Find the string "enumerate" in the entries and copy each line that has it.

◆ Extracted information
━━━━

impl TrackerConfig {
    /// Create with builder pattern
    pub fn builder() -> TrackerConfigBuilder {
        TrackerConfigBuilder::default()
    }

    /// Parse from JSON; missing fields take their defaults
    pub fn from_json_str(json: &str) -> Result<Self> {
        let config: Self = serde_json::from_str(json)?;
        config.validate()?;
        Ok(config)
    }

    /// Load from a JSON file
    pub fn from_json_file(path: impl AsRef<Path>) -> Result<Self> {
        let text = fs::read_to_string(path)?;
        Self::from_json_str(&text)
    }

    /// Serialize to pretty-printed JSON
    pub fn to_json(&self) -> String {
        serde_json::to_string_pretty(self).unwrap_or_else(|_| "{}".to_string())
    }

    /// Search settings of a layer
    #[inline]
    pub fn layer(&self, index: usize) -> &LayerSearchConfig {
        &self.layers[index.min(self.layers.len() - 1)]
    }

    /// Propagator for the configured mass, field and energy-loss switch
    pub fn propagator(&self) -> Propagator {
        Propagator::new(self.mass, self.b_field, self.energy_loss)
    }

    /// Beam-spot vertex used when the event supplies none
    pub fn beam_spot(&self) -> Vertex {
        Vertex::beam_spot(self.beam_spot_sigma_xy, self.beam_spot_sigma_z)
    }

    /// Check the configuration on its own
    pub fn validate(&self) -> Result<()> {
        if !(self.mass > 0.0) {
            return Err(TrackingError::configuration("mass must be positive"));
        }
        if !self.b_field.is_finite() {
            return Err(TrackingError::configuration("magnetic field must be finite"));
        }
        if self.layers.is_empty() {
            return Err(TrackingError::configuration(
                "at least one layer search entry is required",
            ));
        }
        for (i, layer) in self.layers.iter().enumerate() {
            layer.validate(i)?;
        }
        if self.passes.is_empty() {
            return Err(TrackingError::configuration("at least one pass is required"));
        }
        for (i, pass) in self.passes.iter().enumerate() {
            if pass.min_clusters == 0 {
                return Err(TrackingError::configuration(format!(
                    "pass {} needs min_clusters >= 1",
                    i
                )));
            }
            if pass.constrained && !(pass.vertex_weight > 0.0 && pass.vertex_chi2_max > 0.0) {
                return Err(TrackingError::configuration(format!(
                    "pass {} has non-positive vertex weight or gate",
                    i
                )));
            }
        }
        if self.max_candidates_per_layer == 0 || self.max_hypotheses_per_seed == 0 {
            return Err(TrackingError::configuration(
                "candidate and hypothesis budgets must be at least 1",
            ));
        }
        if self.skip_penalty < 0.0 || self.dead_zone_penalty < 0.0 {
            return Err(TrackingError::configuration("penalties must be non-negative"));
        }
        if !(self.refit.covariance_scale > 0.0 && self.refit.chi2_max > 0.0) {
            return Err(TrackingError::configuration(
                "refit scale and gate must be positive",
            ));
        }
        let dedx_ok = (0.0..1.0).contains(&self.dedx_low_fraction)
            && (0.0..1.0).contains(&self.dedx_high_fraction)
            && self.dedx_low_fraction + self.dedx_high_fraction < 1.0;
        if !dedx_ok {
            return Err(TrackingError::configuration(
                "dE/dx truncation fractions must leave some clusters",
            ));
        }
        if !(0.0..=1.0).contains(&self.fake_fraction) {
            return Err(TrackingError::configuration(
                "fake_fraction must be within [0, 1]",
            ));
        }
        if !(self.beam_spot_sigma_xy > 0.0 && self.beam_spot_sigma_z > 0.0) {
            return Err(TrackingError::configuration(
                "beam-spot sigmas must be positive",
            ));
        }
        if self.seeding.covariance.iter().any(|v| !(*v > 0.0)) {
            return Err(TrackingError::configuration(
                "seed covariance diagonal must be positive",
            ));
        }
        Ok(())
    }

    /// Check the configuration against a detector with `num_layers` layers
    pub fn validate_for(&self, num_layers: usize) -> Result<()> {
        self.validate()?;
        if self.layers.len() != 1 && self.layers.len() != num_layers {
            return Err(TrackingError::configuration(format!(
                "{} layer search entries for {} layers",
                self.layers.len(),
                num_layers
            )));
        }
        if self.seeding.mode != StandaloneMode::Never {
            let s = &self.seeding;
            let ordered = s.inner_layer < s.middle_layer && s.middle_layer < s.outer_layer;
            if !ordered || s.outer_layer >= num_layers {
                return Err(TrackingError::configuration(format!(
                    "seeding layers ({}, {}, {}) must increase and exist",
                    s.inner_layer, s.middle_layer, s.outer_layer
                )));
            }
        }
        Ok(())
    }
}

/// Builder for [`TrackerConfig`]
#[derive(Debug, Default)]
pub struct TrackerConfigBuilder {
    mass: Option<f64>,
    b_field: Option<f64>,
    energy_loss: Option<bool>,
    layers: Option<Vec<LayerSearchConfig>>,
    max_skips: Option<usize>,
    max_consecutive_skips: Option<usize>,
    max_candidates_per_layer: Option<usize>,
    max_hypotheses_per_seed: Option<usize>,
    skip_penalty: Option<f64>,
    dead_zone_penalty: Option<f64>,
    passes: Option<Vec<PassConfig>>,
    refit: Option<RefitConfig>,
    fake_fraction: Option<f64>,
    seeding: Option<SeedingConfig>,
}

impl TrackerConfigBuilder {
    pub fn mass(mut self, mass: f64) -> Self {
        self.mass = Some(mass);
        self
    }

    pub fn b_field(mut self, b_field: f64) -> Self {
        self.b_field = Some(b_field);
        self
    }

    pub fn energy_loss(mut self, enabled: bool) -> Self {
        self.energy_loss = Some(enabled);
        self
    }

    /// Same search settings on every layer
    pub fn layer_search(mut self, layer: LayerSearchConfig) -> Self {
        self.layers = Some(vec![layer]);
        self
    }

    /// Per-layer search settings, innermost first
    pub fn layers(mut self, layers: Vec<LayerSearchConfig>) -> Self {
        self.layers = Some(layers);
        self
    }

    pub fn max_skips(mut self, max: usize) -> Self {
        self.max_skips = Some(max);
        self
    }

    pub fn max_consecutive_skips(mut self, max: usize) -> Self {
        self.max_consecutive_skips = Some(max);
        self
    }

    pub fn max_candidates_per_layer(mut self, max: usize) -> Self {
        self.max_candidates_per_layer = Some(max);
        self
    }

    pub fn max_hypotheses_per_seed(mut self, max: usize) -> Self {
        self.max_hypotheses_per_seed = Some(max);
        self
    }

    pub fn skip_penalty(mut self, penalty: f64) -> Self {
        self.skip_penalty = Some(penalty);
        self
    }

    pub fn dead_zone_penalty(mut self, penalty: f64) -> Self {
        self.dead_zone_penalty = Some(penalty);
        self
    }

    pub fn passes(mut self, passes: Vec<PassConfig>) -> Self {
        self.passes = Some(passes);
        self
    }

    pub fn refit(mut self, refit: RefitConfig) -> Self {
        self.refit = Some(refit);
        self
    }

    pub fn fake_fraction(mut self, fraction: f64) -> Self {
        self.fake_fraction = Some(fraction);
        self
    }

    pub fn seeding(mut self, seeding: SeedingConfig) -> Self {
        self.seeding = Some(seeding);
        self
    }

    /// Build the configuration; unset fields take their defaults
    pub fn build(self) -> TrackerConfig {
        let defaults = TrackerConfig::default();
        TrackerConfig {
            mass: self.mass.unwrap_or(defaults.mass),
            b_field: self.b_field.unwrap_or(defaults.b_field),
            energy_loss: self.energy_loss.unwrap_or(defaults.energy_loss),
            layers: self.layers.unwrap_or(defaults.layers),
            max_skips: self.max_skips.unwrap_or(defaults.max_skips),
            max_consecutive_skips: self
                .max_consecutive_skips
                .unwrap_or(defaults.max_consecutive_skips),
            max_candidates_per_layer: self
                .max_candidates_per_layer
                .unwrap_or(defaults.max_candidates_per_layer),
            max_hypotheses_per_seed: self
                .max_hypotheses_per_seed
                .unwrap_or(defaults.max_hypotheses_per_seed),
            skip_penalty: self.skip_penalty.unwrap_or(defaults.skip_penalty),
            dead_zone_penalty: self.dead_zone_penalty.unwrap_or(defaults.dead_zone_penalty),
            passes: self.passes.unwrap_or(defaults.passes),
            refit: self.refit.unwrap_or(defaults.refit),
            fake_fraction: self.fake_fraction.unwrap_or(defaults.fake_fraction),
            seeding: self.seeding.unwrap_or(defaults.seeding),
            ..defaults
        }
    }
}
use crate::model::FetchError;

#[async_trait::async_trait]
pub trait PageFetcher: Send + Sync {
    async fn fetch(&self, url: &str) -> Result<String, FetchError>;
}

━━━━

◆ Reply
        for (i, layer) in self.layers.iter().enumerate() {
        for (i, pass) in self.passes.iter().enumerate() {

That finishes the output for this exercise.